В нем почти нет ссылок на статьи и исследования о
Томасе Манне, я ограничиваюсь, в основном, указаниями на страницы романа «Доктор
Фаустус» по изданию 1960 года (пятый том собрания сочинений в десяти томах).
Эти ссылки даются в круглых скобках без уточнения источника. Во многих случаях
и этих ссылок в тексте очерка нет, так как идеи Томаса Манна далеко не всегда
прозначно формулируются автором, а рассредоточены в тексте романа, в
высказываниях его героев. Чаще всего Т. Манн поручает высказаться о музыке трем
персонажам романа: его главному герою, композитору Адриану Леверкюну,
рассказчику Серенусу Цейтблому, а в
первых главах романа также их учителю Венделю Кречмару. Кроме того, немало
дельных соображений о музыкальном искусстве высказывает Чёрт, с которым
привелось побеседовать Адриану Леверкюну. Их мнения, естественно, не всегда
совпадают между собой. Поэтому позиция автора не прорисовывается в романе
однозначно. Томас Манн не ставил перед собой задачи дать читателю готовые
ответы на поставленные вопросы. Главное состоит в том, что вопросы эти ставятся
и читатель вовлекается в размышления о музыке и музыкальной культуре, о моральных,
эстетических и жизненных ценностях человека ХХ века, о истории вообще и о роли
художника в жизни общества. Тем более что многие из поставленных проблем
являются вечными и подлежат не столько обсуждению, сколько размышлению,
личностному переживанию, которые и приведут размышляющего к пониманию жизни,
искусства, к выработке своей системы поведения. Вечный характер поставленных
проблем делает их актуальными для человека XXI века.
Один из кардинальных вопросов, который ставит Томас
Манн перед своими героями (и перед читателем) – это вопрос о культуре: о её природе, о её месте в жизни человеческого
общества.
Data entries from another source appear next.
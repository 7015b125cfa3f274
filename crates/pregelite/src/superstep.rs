//! The synchronized superstep engine
//!
//! One round moves every vertex through five strictly ordered phases:
//!
//! 1. **Compute** — every vertex active at phase entry runs its program.
//! 2. **Drain** — all outboxes are collected into one round-wide sequence.
//! 3. **Deliver** — messages are grouped by recipient and appended to the
//!    recipients' pending buffers; unroutable groups are dropped with a
//!    warning.
//! 4. **Clear** — every outbox is reset.
//! 5. **Advance** — every vertex crosses the barrier: pending becomes
//!    incoming, superstep counters increment, deliveries reactivate.
//!
//! Phase boundaries are global barriers: the driver awaits every vertex's
//! response before the next phase begins. Because delivery lands in pending
//! buffers, no vertex ever observes a message sent in the same round.

use std::collections::HashMap;
use std::sync::atomic::Ordering;
use std::sync::Arc;
use std::time::Instant;

use futures::future::join_all;
use serde::Serialize;
use tokio::sync::Semaphore;

use crate::config::RunConfig;
use crate::error::EngineError;
use crate::graph::Graph;
use crate::message::Message;
use crate::vertex::{VertexHandle, VertexId};

/// What one superstep did
#[derive(Debug, Clone, Serialize)]
pub struct SuperstepReport {
    /// Round label (cumulative over the graph's lifetime)
    pub round: u64,
    /// Vertices that took a compute step this round
    pub computed: usize,
    /// Messages collected from outboxes
    pub sent: usize,
    /// Messages appended to recipients' pending buffers
    pub delivered: usize,
    /// Messages dropped because their recipient no longer exists
    pub dropped: usize,
    /// True when no vertex is active after the round
    pub halted: bool,
}

/// Summary of a bounded run that halted
#[derive(Debug, Clone, Serialize)]
pub struct RunReport {
    /// Rounds executed by this run
    pub rounds: u64,
    /// Per-round reports, in order
    pub log: Vec<SuperstepReport>,
}

impl Graph {
    /// Execute one superstep with default bounds (diagnostic entry point)
    pub async fn execute_superstep(&self) -> Result<SuperstepReport, EngineError> {
        self.superstep_with(&RunConfig::default(), None).await
    }

    /// Drive rounds until the graph halts or a bound trips.
    ///
    /// The round limit is checked at round boundaries; the wall-clock limit
    /// is checked between phases, so an in-flight program is never
    /// interrupted. Either bound failing reports the offending round.
    pub async fn run(&self, config: &RunConfig) -> Result<RunReport, EngineError> {
        self.try_begin_run()?;
        let result = self.run_inner(config).await;
        self.end_run();
        result
    }

    async fn run_inner(&self, config: &RunConfig) -> Result<RunReport, EngineError> {
        let deadline = Instant::now() + config.timeout;
        let mut log = Vec::new();
        let mut round: u64 = 0;

        loop {
            if round >= config.max_supersteps {
                return Err(EngineError::MaxSuperstepsExceeded { round });
            }
            if Instant::now() >= deadline {
                return Err(EngineError::TimeoutExceeded { round });
            }

            let report = self.superstep_with(config, Some(deadline)).await?;
            let halted = report.halted;
            log.push(report);
            round += 1;

            if halted {
                tracing::info!(graph = %self.id(), rounds = round, "run halted");
                return Ok(RunReport { rounds: round, log });
            }
        }
    }

    async fn superstep_with(
        &self,
        config: &RunConfig,
        deadline: Option<Instant>,
    ) -> Result<SuperstepReport, EngineError> {
        let round = self.rounds.fetch_add(1, Ordering::SeqCst);
        let handles = self.list_vertices();

        // Phase 1: compute, over the active set captured at phase entry.
        let active = self.active_set(&handles).await?;
        let computed = self.phase_compute(&active, config.parallelism).await?;
        self.check_deadline(deadline, round)?;

        // Phase 2: drain every outbox into one round-wide sequence.
        let sent = self.phase_drain(&handles).await?;
        let total_sent = sent.len();
        self.check_deadline(deadline, round)?;

        // Phase 3: group by recipient and deliver.
        let (delivered, dropped) = self.phase_deliver(sent).await?;
        self.check_deadline(deadline, round)?;

        // Phase 4: reset outboxes.
        for result in join_all(handles.iter().map(|h| h.clear_outbox())).await {
            result?;
        }
        self.check_deadline(deadline, round)?;

        // Phase 5: cross the barrier.
        for result in join_all(handles.iter().map(|h| h.advance())).await {
            result?;
        }

        let halted = self.all_inactive(&handles).await?;
        tracing::debug!(
            graph = %self.id(),
            round,
            computed,
            sent = total_sent,
            delivered,
            dropped,
            halted,
            "superstep complete"
        );

        Ok(SuperstepReport {
            round,
            computed,
            sent: total_sent,
            delivered,
            dropped,
            halted,
        })
    }

    async fn active_set(
        &self,
        handles: &[VertexHandle],
    ) -> Result<Vec<VertexHandle>, EngineError> {
        let flags = join_all(handles.iter().map(|h| h.is_active())).await;
        let mut active = Vec::new();
        for (handle, flag) in handles.iter().zip(flags) {
            if flag? {
                active.push(handle.clone());
            }
        }
        Ok(active)
    }

    async fn phase_compute(
        &self,
        active: &[VertexHandle],
        parallelism: usize,
    ) -> Result<usize, EngineError> {
        let semaphore = Arc::new(Semaphore::new(parallelism.max(1)));
        let computations = active.iter().map(|handle| {
            let handle = handle.clone();
            let semaphore = Arc::clone(&semaphore);
            async move {
                let _permit = semaphore.acquire().await.ok();
                handle.compute().await
            }
        });

        let mut computed = 0;
        for result in join_all(computations).await {
            let report = result?;
            if report.ran {
                computed += 1;
            }
        }
        Ok(computed)
    }

    async fn phase_drain(&self, handles: &[VertexHandle]) -> Result<Vec<Message>, EngineError> {
        let mut sent = Vec::new();
        for drained in join_all(handles.iter().map(|h| h.drain_outbox())).await {
            sent.extend(drained?);
        }
        Ok(sent)
    }

    async fn phase_deliver(&self, sent: Vec<Message>) -> Result<(usize, usize), EngineError> {
        let mut groups: HashMap<VertexId, Vec<Message>> = HashMap::new();
        for message in sent {
            groups.entry(message.recipient.clone()).or_default().push(message);
        }

        let mut delivered = 0;
        let mut dropped = 0;
        for (recipient, batch) in groups {
            match self.vertex(&recipient) {
                Ok(handle) => {
                    let count = batch.len();
                    handle.receive(batch).await?;
                    delivered += count;
                }
                Err(_) => {
                    dropped += batch.len();
                    tracing::warn!(
                        graph = %self.id(),
                        recipient = %recipient,
                        count = batch.len(),
                        "dropping messages for missing recipient"
                    );
                }
            }
        }
        Ok((delivered, dropped))
    }

    async fn all_inactive(&self, handles: &[VertexHandle]) -> Result<bool, EngineError> {
        for flag in join_all(handles.iter().map(|h| h.is_active())).await {
            if flag? {
                return Ok(false);
            }
        }
        Ok(true)
    }

    fn check_deadline(&self, deadline: Option<Instant>, round: u64) -> Result<(), EngineError> {
        match deadline {
            Some(deadline) if Instant::now() >= deadline => {
                Err(EngineError::TimeoutExceeded { round })
            }
            _ => Ok(()),
        }
    }
}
Не давая определения культуры и не излагая своих воззрений на этот
предмет, Манн (устами одного из героев романа – Венделя Кречмара, однофамильца
знаменитого немецкого музыковеда) излагает концепцию, согласно которой культура
противопоставляется культу – иной форме, иной эпохе духовной жизни людей. При
этом понятие культуры оказывается синонимичным понятию искусства. А оно, в свою
очередь (в противовес общественной значимости культа), связывается Кречмаром с
проявлением личностного начала (одиноко-личного), что приводит к раскрытию в
искусстве пафоса страдания – естественного спутника одиночества. Таким образом,
в излагаемую концепцию (поначалу общегуманитарную) инкрустируется исторически
конкретный момент – отражение умонастроений определенного социального слоя,
который тут же лишается исторически преходящего характера и выдаётся за
умонастроения, характерные для культуры вообще. Есть в высказывании героя
романа еще один аспект – превращение искусства из литургически (религиозно)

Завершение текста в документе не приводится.